A good diet is a very important thing to maintain at any point in life. No doubt we all have happy memories of gorging on sweets and treats as a child - only to find our metabolism starts protesting this kind of intake when we reach adulthood! 

The average life expectancy has been on the rise for some time now - and healthy eating can help to ensure the quality of life keeps up. 

One of the key things to remember about keeping to a healthy diet is that the requirements change as we age. New healthy habits may have to be adopted to stay as healthy as possible as we enjoy later years. 

Changing food requirements

The rate at which you burn calories in food and drink - the metabolic rate - slows down as you age.
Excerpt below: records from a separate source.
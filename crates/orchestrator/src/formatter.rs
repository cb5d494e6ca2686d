//! Channel-specific message shape, built from a [`RenderedResponse`].
//! Every channel adapter implements [`ChannelFormatter`] against the
//! same small block vocabulary so the renderer stays channel-neutral.

use serde::{Deserialize, Serialize};

use crate::renderer::RenderedResponse;

#[derive(Debug, Clone, PartialEq, Serialize, Deserialize)]
#[serde(tag = "type", rename_all = "snake_case")]
pub enum Block {
    Text { content: String },
    Fields { items: Vec<(String, String)> },
    Actions { buttons: Vec<String> },
}

pub trait ChannelFormatter {
    /// Converts a rendered response into the channel's native message
    /// shape. Always includes a text-only fallback for clients that
    /// can't render the structured form.
    fn format(&self, response: &RenderedResponse) -> serde_json::Value;

    /// Reconstructs the block vocabulary from a previously formatted
    /// message, for the render/parse round-trip.
    fn parse_blocks(&self, message: &serde_json::Value) -> Vec<Block>;
}

/// A generic card formatter: `{text_fallback, elements: [Block]}`. Real
/// channel adapters (e.g. a chat platform's interactive-card schema)
/// wrap this same vocabulary in their own envelope.
pub struct CardFormatter;

impl CardFormatter {
    pub fn new() -> Self {
        Self
    }
}

impl Default for CardFormatter {
    fn default() -> Self {
        Self::new()
    }
}

impl ChannelFormatter for CardFormatter {
    fn format(&self, response: &RenderedResponse) -> serde_json::Value {
        let blocks: Vec<Block> = response
            .blocks
            .as_ref()
            .and_then(|b| serde_json::from_value::<Vec<Block>>(b.clone()).ok())
            .unwrap_or_else(|| vec![Block::Text { content: response.text_fallback.clone() }]);

        serde_json::json!({
            "text_fallback": response.text_fallback,
            "elements": blocks,
        })
    }

    fn parse_blocks(&self, message: &serde_json::Value) -> Vec<Block> {
        message["elements"]
            .as_array()
            .cloned()
            .unwrap_or_default()
            .into_iter()
            .filter_map(|v| serde_json::from_value(v).ok())
            .collect()
    }
}

#[cfg(test)]
mod tests {
    use super::*;
    use crate::renderer::RenderMeta;

    #[test]
    fn format_falls_back_to_a_single_text_block() {
        let formatter = CardFormatter::new();
        let response =
            RenderedResponse { text_fallback: "hi".to_string(), blocks: None, meta: RenderMeta { ok: true, skills_run: 1 } };
        let card = formatter.format(&response);
        assert_eq!(card["text_fallback"], "hi");
        assert_eq!(card["elements"][0]["type"], "text");
    }

    #[test]
    fn render_of_parsed_card_reproduces_the_original() {
        let formatter = CardFormatter::new();
        let original = RenderedResponse {
            text_fallback: "共找到 2 条记录".to_string(),
            blocks: Some(serde_json::json!([
                { "type": "text", "content": "共找到 2 条记录" },
                { "type": "actions", "buttons": ["确认", "取消"] },
            ])),
            meta: RenderMeta { ok: true, skills_run: 1 },
        };
        let card = formatter.format(&original);

        let blocks = formatter.parse_blocks(&card);
        let rebuilt = RenderedResponse {
            text_fallback: card["text_fallback"].as_str().unwrap().to_string(),
            blocks: Some(serde_json::to_value(&blocks).unwrap()),
            meta: original.meta.clone(),
        };
        let round_tripped = formatter.format(&rebuilt);

        assert_eq!(round_tripped, card);
    }
}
This means that the extra calories are more likely to be stored as fat, rather than burned as energy. 

It's easy to gain weight as you grow older as the body's composition changes. Muscle tissue is lost and fat tissue is gained, which leads to a reduction in energy requirements. 

Being one of the main reasons for age-related weight gain, this can be combated by adjusting diet and exercising more often. 

Watch your weight

Serious health risks are associated with excess weight, such as heart disease, stroke, some cancers and type 2 diabetes. 

The British Nutrition Foundation warns that these risks are higher for men with a waist circumference larger than 37 inches, or 31.5 inches for women. 

Keeping an eye on you weight as you get older becomes more important, as it is easier for it to gradually increase without you noticing. 

Balanced diet 

You'll obviously need fewer calories over the age of 50 than you would in your 20s and 30s. One of the best ways of ensuring your diet is suitable is by ensuring it is balanced. 

This requires a mix of the five main food groups - the first two being fruit and vegetables and starchy foods like rice, pasta, bread and potatoes. 

Meat, fish, eggs and beans can be grouped together, with dairy foods forming a fourth group and fats and sugars last. 

Five portions of fruit and vegetables a day is a good yardstick, while meals can be based around starchy items. Plenty of water should be drunk, while most people can afford to cut down on their fat and sugar intake. 

Links between diet and exercise

The amount of food you are able to eat without putting on weight is linked to how much exercise you do. 

Avoiding overeating and increasing the amount of physical activity you participate in is a great way to maintain control of your weight. 

One common recommendation is to try to do 30 minutes of moderate exercise five times a week, regardless of whether this is in one bout of activity or spread out through the day. 

For suggestions more closely tailored to your personal requirements, it is a good idea to talk to your doctor. 

Keep things enjoyable and varied

While the above points are important considerations, this does not mean you can't enjoy yourself. 

Food should still be as appealing and enjoyable as possible - so try experimenting with new flavours in your cooking by adding different combinations of herbs and spices to dishes, or varying colours and textures if you can.